Мне бы очень хотелось узнать, как работаешь ты. Ведь ты, Витька, мне так мало написал. Всего лишь открыточку. Моя «глушь», я думаю, поглуше твоей. Одно утешение — это книги. Сейчас наслаждаюсь Копперфилдом.
Ну, пиши мне больше и чаще, а то я тут совсем зачахну от скуки.
Колька»Ощущалось приближение осени. Кристально прозрачными стали августовские дали. Коля писал рожь на косогоре, где в ветреные дни стелился тихий неумолчный звон созревших колосьев — казалось, будто в ушах звенит… Позднее писал хлеба, убранные в копны. Большая серия акварелей изображала то поле перед дождем, то реку и кусты, покорно затихшие в ожидании надвигающейся грозы, то гладь лугов, прошитую первыми нитями дождя, или развидневшееся, только что омытое недавним ливнем небо, напоенные долины, деревья с отяжеленной листвой.
Здесь, как никогда еще, открылось ему скромное и нежное очарование равнинной русской природы, доверчиво и просторно распахнувшейся под неоглядным небом, через которое от одного края горизонта к другому медленно переваливали округлые белые громады облаков — кумулюсов.
Но Колю уже неотвратимо тянуло домой, в Москву, в свой двор, в Плотников переулок, которым так легко пройти к бывшему саду глухонемых…

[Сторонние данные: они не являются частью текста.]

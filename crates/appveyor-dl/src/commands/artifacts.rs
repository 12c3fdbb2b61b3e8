//! Per-job artifact listing and download

use anyhow::{Context as _, Result};
use appveyor_dl_api::{ArtifactDescriptor, DownloadError, local_file_name, save_to_file};
use log::debug;

use crate::context::Context;
use crate::output;

/// Outcome counts for one job
#[derive(Debug, Default, Clone, Copy, PartialEq, Eq)]
pub struct JobSummary {
    pub downloaded: usize,
    pub failed: usize,
    pub bytes: u64,
}

/// List the artifacts of a job and download each of them
///
/// A failed artifact is reported and skipped; the remaining artifacts of the
/// job are still downloaded.
///
/// # Errors
///
/// Returns an error only if the artifact list itself cannot be fetched
pub fn retrieve_job(ctx: &Context, job_id: &str) -> Result<JobSummary> {
    let request = ctx.client.job_artifacts_request(job_id)?;
    println!("{}", output::request_line(request.url()));

    let artifacts = ctx
        .client
        .fetch_artifacts(request)
        .with_context(|| format!("Failed to list artifacts of job {job_id}"))?;
    debug!("job {} lists {} artifacts", job_id, artifacts.len());

    let mut summary = JobSummary::default();
    for artifact in &artifacts {
        match download_artifact(ctx, job_id, artifact) {
            Ok(written) => {
                summary.downloaded += 1;
                summary.bytes += written;
            }
            Err(err) => {
                println!(
                    "{}",
                    output::artifact_error_line(artifact.local_name(), &err)
                );
                summary.failed += 1;
            }
        }
    }

    Ok(summary)
}

/// Download one artifact into the output directory
///
/// Names that cannot be saved locally or requested as-is are rejected before
/// any request is sent.
///
/// # Returns
///
/// Number of bytes actually written, which may differ from the size the
/// server declared
pub fn download_artifact(
    ctx: &Context,
    job_id: &str,
    artifact: &ArtifactDescriptor,
) -> Result<u64, DownloadError> {
    let file_name = local_file_name(&artifact.file_name)?;

    let request = ctx.client.artifact_request(job_id, artifact)?;
    println!("{}", output::request_line(request.url()));

    let response = ctx.client.execute(request)?;
    println!("{}", output::downloading_line(file_name, artifact.size));

    let written = save_to_file(response, &ctx.output_dir, &artifact.file_name)?;
    println!("{}", output::downloaded_line(written));

    Ok(written)
}
//! CLI argument structure using clap

use appveyor_dl_api::DEFAULT_API_BASE_URL;
use clap::Parser;
use std::path::PathBuf;

#[derive(Parser, Debug)]
#[command(name = "appveyor-dl")]
#[command(version, about = "Download the artifacts of an AppVeyor build", long_about = None)]
pub struct Cli {
    /// Project identifier (e.g. "account/project-slug")
    pub project: String,

    /// Build version (e.g. "1.0.42")
    pub build: String,

    /// AppVeyor API base URL
    #[arg(long, env = "APPVEYOR_API_URL", default_value = DEFAULT_API_BASE_URL)]
    pub api_url: String,

    /// Directory receiving the downloaded artifacts
    #[arg(short, long, default_value = ".")]
    pub output_dir: PathBuf,

    /// Per-request timeout in seconds (no timeout by default)
    #[arg(long, value_name = "SECONDS")]
    pub timeout: Option<u64>,

    /// Print debug diagnostics to stderr
    #[arg(short, long)]
    pub verbose: bool,
}
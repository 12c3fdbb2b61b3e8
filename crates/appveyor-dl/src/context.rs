//! Run context shared by the download commands

use anyhow::{Context as _, Result, bail};
use appveyor_dl_api::{ApiClient, build_client, parse_base_url};
use std::path::PathBuf;
use std::time::Duration;

use crate::cli::Cli;

/// API client and destination used for one run
pub struct Context {
    pub client: ApiClient,
    pub output_dir: PathBuf,
}

impl Context {
    /// Create a context from parsed command line arguments
    ///
    /// # Errors
    ///
    /// Returns an error if:
    /// - The API URL is invalid
    /// - The HTTP client cannot be constructed
    /// - The output directory does not exist
    pub fn from_cli(cli: &Cli) -> Result<Self> {
        let base_url = parse_base_url(&cli.api_url)?;
        let http = build_client(cli.timeout.map(Duration::from_secs))
            .context("Failed to build HTTP client")?;

        if !cli.output_dir.is_dir() {
            bail!(
                "Output directory {} does not exist",
                cli.output_dir.display()
            );
        }

        Ok(Self {
            client: ApiClient::new(http, base_url),
            output_dir: cli.output_dir.clone(),
        })
    }
}
//! Build download command - fetch build info and walk its jobs

use anyhow::{Context as _, Result};
use appveyor_dl_api::{ApiClient, BuildRecord};
use log::info;

use super::artifacts;
use crate::context::Context;
use crate::output;

/// Execute a download of every artifact of `build` in `project`
///
/// Jobs are processed one after another in the order the server listed
/// them.
pub fn run(ctx: &Context, project: &str, build: &str) -> Result<()> {
    let record = fetch_build_info(&ctx.client, project, build)?;

    for job in &record.jobs {
        println!("{}", output::job_header(job));
        let summary = artifacts::retrieve_job(ctx, &job.job_id)?;
        info!(
            "job {}: {} downloaded ({} bytes), {} failed",
            job.job_id, summary.downloaded, summary.bytes, summary.failed
        );
    }

    Ok(())
}

/// Fetch build info and print its summary
///
/// # Errors
///
/// Returns an error if the request cannot be built or sent, the server
/// rejects it, or the response is not a build envelope
pub fn fetch_build_info(client: &ApiClient, project: &str, build: &str) -> Result<BuildRecord> {
    let request = client.build_info_request(project, build)?;
    println!("{}", output::request_line(request.url()));

    let record = client
        .fetch_build(request)
        .with_context(|| format!("Failed to fetch build {build} of project {project}"))?;

    println!("{}", output::build_summary(&record));
    if !record.is_success() {
        println!("{}", output::FAILED_BUILD_WARNING);
    }

    Ok(record)
}
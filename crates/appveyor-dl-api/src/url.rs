//! URL construction helpers for AppVeyor API resources

use thiserror::Error;
use url::Url;

/// Public AppVeyor REST API root
pub const DEFAULT_API_BASE_URL: &str = "https://ci.appveyor.com/api/";

/// Builds the default AppVeyor API base URL
pub fn api_base_url() -> Result<Url, UrlError> {
    parse_base_url(DEFAULT_API_BASE_URL)
}

/// Parses an API base URL
///
/// The path is normalized to end with a single `/` so that request paths can
/// be appended without dropping the last base segment.
///
/// # Errors
///
/// Returns error if `raw` is not an absolute URL or cannot be a base
pub fn parse_base_url(raw: &str) -> Result<Url, UrlError> {
    let mut url = Url::parse(raw).map_err(|source| UrlError::Parse {
        url: raw.to_string(),
        source,
    })?;

    if url.cannot_be_a_base() {
        return Err(UrlError::CannotBeABase { url });
    }

    if !url.path().ends_with('/') {
        let path = format!("{}/", url.path());
        url.set_path(&path);
    }

    Ok(url)
}

/// Appends a request path to the API base URL
///
/// Leading `/` characters are stripped from `path` before it is appended, so
/// `/projects/a/b` and `projects/a/b` produce the same URL.
///
/// # Errors
///
/// Returns error if the combined string is not a valid URL
pub fn api_url(base: &Url, path: &str) -> Result<Url, UrlError> {
    let raw = format!("{}{}", base.as_str(), path.trim_start_matches('/'));
    Url::parse(&raw).map_err(|source| UrlError::Parse { url: raw, source })
}

/// Path of the build info endpoint for a project and build version
pub fn build_info_path(project: &str, build: &str) -> String {
    format!("/projects/{project}/build/{build}")
}

/// Path of the artifact listing endpoint for a job
pub fn job_artifacts_path(job_id: &str) -> String {
    format!("/buildjobs/{job_id}/artifacts")
}

/// Path of the download endpoint for one artifact of a job
///
/// `file_name` is inserted as the server reported it. The only rewrite is
/// `\` to `%5C`, which URL parsing would otherwise turn into `/`.
///
/// # Errors
///
/// Returns `UrlError::DotSegment` if a `/`-separated segment of `file_name`
/// is `.` or `..` (also in `%2e` form). Such segments are collapsed by URL
/// parsing, so the request would name a different artifact.
pub fn artifact_download_path(job_id: &str, file_name: &str) -> Result<String, UrlError> {
    if file_name.split('/').any(is_dot_segment) {
        return Err(UrlError::DotSegment {
            file_name: file_name.to_string(),
        });
    }

    let file_name = file_name.replace('\\', "%5C");
    Ok(format!("/buildjobs/{job_id}/artifacts/{file_name}"))
}

fn is_dot_segment(segment: &str) -> bool {
    matches!(
        segment.to_ascii_lowercase().replace("%2e", ".").as_str(),
        "." | ".."
    )
}

/// URL construction errors
#[derive(Debug, Error)]
pub enum UrlError {
    /// String could not be parsed as a URL
    #[error("Invalid URL '{url}': {source}")]
    Parse {
        /// The rejected input
        url: String,
        /// Underlying parse error
        #[source]
        source: url::ParseError,
    },

    /// URL cannot be used as a base
    #[error("URL cannot be a base: {url}")]
    CannotBeABase {
        /// The problematic URL
        url: Url,
    },

    /// Artifact name contains a segment URL parsing would collapse
    #[error("Artifact name '{file_name}' contains a '.' or '..' segment")]
    DotSegment {
        /// Name as reported by the server
        file_name: String,
    },
}
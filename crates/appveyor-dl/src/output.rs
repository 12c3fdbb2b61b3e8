//! Console lines printed while downloading

use appveyor_dl_api::{BuildRecord, DownloadError, JobRecord};
use std::fmt::Display;

pub const FAILED_BUILD_WARNING: &str = "WARN: Downloading artifacts of failed build";

pub fn request_line(url: impl Display) -> String {
    format!("GET {url}")
}

pub fn build_summary(build: &BuildRecord) -> String {
    format!(
        "Branch    {}\nCommit ID {} {}\nTag:      {}",
        build.branch,
        build.short_commit_id(),
        build.message,
        build.tag
    )
}

pub fn job_header(job: &JobRecord) -> String {
    format!("JOB: {} {}", job.job_id, job.name)
}

pub fn downloading_line(file_name: &str, declared_size: u64) -> String {
    format!("Downloading {file_name} {declared_size} bytes")
}

pub fn downloaded_line(written: u64) -> String {
    format!("Downloaded {written} bytes")
}

pub fn artifact_error_line(file_name: &str, err: &DownloadError) -> String {
    format!("{file_name}: Error downloading: {err}")
}
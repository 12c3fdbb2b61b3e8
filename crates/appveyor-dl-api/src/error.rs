use reqwest::StatusCode;
use thiserror::Error;
use url::Url;

use crate::url::UrlError;

/// Errors raised while talking to the AppVeyor API
#[derive(Debug, Error)]
pub enum ApiError {
    /// Request URL could not be constructed
    #[error(transparent)]
    Url(#[from] UrlError),

    /// Request could not be built or sent
    #[error("HTTP request to {url} failed: {source}")]
    Request {
        /// Target URL
        url: Url,
        /// Underlying reqwest error
        #[source]
        source: reqwest::Error,
    },

    /// Server answered with a non-success status
    #[error("HTTP {status} from {url}")]
    Status {
        /// Target URL
        url: Url,
        /// Response status
        status: StatusCode,
    },

    /// Response body could not be read to the end
    #[error("Failed to read response body from {url}: {source}")]
    Body {
        /// Target URL
        url: Url,
        /// Underlying reqwest error
        #[source]
        source: reqwest::Error,
    },

    /// Response body is not the expected JSON shape
    #[error("Failed to decode response from {url}: {source}")]
    Decode {
        /// Target URL
        url: Url,
        /// Underlying serde_json error
        #[source]
        source: serde_json::Error,
    },
}
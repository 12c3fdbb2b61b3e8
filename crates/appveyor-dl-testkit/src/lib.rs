//! Test utilities for appveyor-dl
//!
//! This crate provides shared testing utilities used across the appveyor-dl
//! workspace: response fixtures and mock endpoint registration.

pub mod fixtures;
pub mod mock;

pub use fixtures::{BuildFixture, JobFixture, artifacts_body};
pub use mock::{base_url, mock_artifact_file, mock_artifacts, mock_build, mock_status};

use tempfile::TempDir;

/// Creates an empty download directory
///
/// # Panics
///
/// Panics if the temporary directory cannot be created
pub fn download_dir() -> TempDir {
    TempDir::new().expect("Failed to create temporary download directory")
}

/// Size in bytes of `name` inside `dir`
///
/// # Panics
///
/// Panics if the file does not exist
pub fn file_len(dir: &TempDir, name: &str) -> u64 {
    std::fs::metadata(dir.path().join(name))
        .unwrap_or_else(|e| panic!("{} should exist: {}", name, e))
        .len()
}
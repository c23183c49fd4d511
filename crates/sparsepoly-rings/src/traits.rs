//! Coefficient traits.
//!
//! This module defines the numeric bound that polynomial terms are
//! generic over, along with the exponentiation used during evaluation.

use std::fmt::{Debug, Display};

use num_traits::{One, Zero};

/// A numeric value usable as a polynomial coefficient.
///
/// # Laws
///
/// - Addition is associative and commutative with identity `zero()`
/// - Multiplication is associative with identity `one()`
/// - Multiplication distributes over addition
///
/// Floating point types only satisfy these approximately, which is
/// fine for storage and rendering but means algebraic identities
/// should be checked with a tolerance.
///
/// Any type meeting the bounds implements this trait automatically.
pub trait Coefficient: Clone + PartialEq + Debug + Display + Zero + One {
    /// Returns true if this is exactly the multiplicative identity.
    fn is_unit(&self) -> bool {
        *self == Self::one()
    }
}

impl<T> Coefficient for T where T: Clone + PartialEq + Debug + Display + Zero + One {}

/// Computes `base^exp` by repeated squaring.
///
/// Runs in O(log exp) multiplications, so exponents in the millions
/// are cheap. `pow(x, 0)` is `one()` for every `x`, including zero.
#[must_use]
pub fn pow<T: Coefficient>(base: &T, exp: u64) -> T {
    if exp == 0 {
        return T::one();
    }
    if base.is_zero() {
        return T::zero();
    }

    let mut result = T::one();
    let mut base = base.clone();
    let mut exp = exp;

    while exp > 0 {
        if exp & 1 == 1 {
            result = result * base.clone();
        }
        exp >>= 1;
        if exp > 0 {
            base = base.clone() * base;
        }
    }

    result
}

Он тоскливо ощущал удлинение ночей: тьма отнимала время у света, пора света укорачивалась.
Но ждать оставалось недолго: в первой половине августа должна была заехать тетя Таня и увезти Колю с Катей. За несколько дней до назначенного срока, 11 августа, Коля писал этюд на берегу Мологи. Здесь его и разыскал Миша Хрупов. Он рассказал, что обнаружил в большом бору, который начинался неподалеку от Репинки, ястребиное гнездо и новые, очень интересные места: крутые овражки-промоины в чащобе, заваленные буреломом с когтистыми, острыми сучьями. Решено было отправиться туда завтра же. Сговорились выйти пораньше, чуть свет, чтобы заодно посмотреть и восход солнца. Коля не оставлял мысли написать большую композицию с фигурами, встречающими ранний рассвет, — ту, о которой он два года назад, в памятный вечер 14 июня, говорил Кире.
Когда возвращались в Репинку и уже миновали околицу, Коля увидел возле дома Разумеевых много людей. Он даже сперва испугался: не пожар ли уж, не случилось ли что-нибудь. Со всех ног бросился он к дому. Но, уже подбегая, понял, что встревожился напрасно. Люди стояли возле открытого окна, в котором была видна Нюша Разумеева, державшая в руках какие-то листы бумаги. Коля рванулся вперед, проскочил между двумя какими-то женщинами и обмер: Нюша показывала в окне его работы. Этюды были разложены и на подоконнике, и на столе, и на лавочке, стоявшей возле ворот. Сдержанный восхищенный говор стоял в толпе:
— Ай, и что же это за восхищение, спасу нет!
— Гляди-ка, Нюра, ведь это Молога наша. Вот она, как есть.
— Живем, живем и вокруг себя красы не замечаем!
— Прохор Евсеевич! А председатель! Гляди-ка, как сарай-то скособочился. Ведь говорили тебе — поправить нужно. Вот теперь уж и в Москве поглядят, какие в Репинке сараи у колхоза.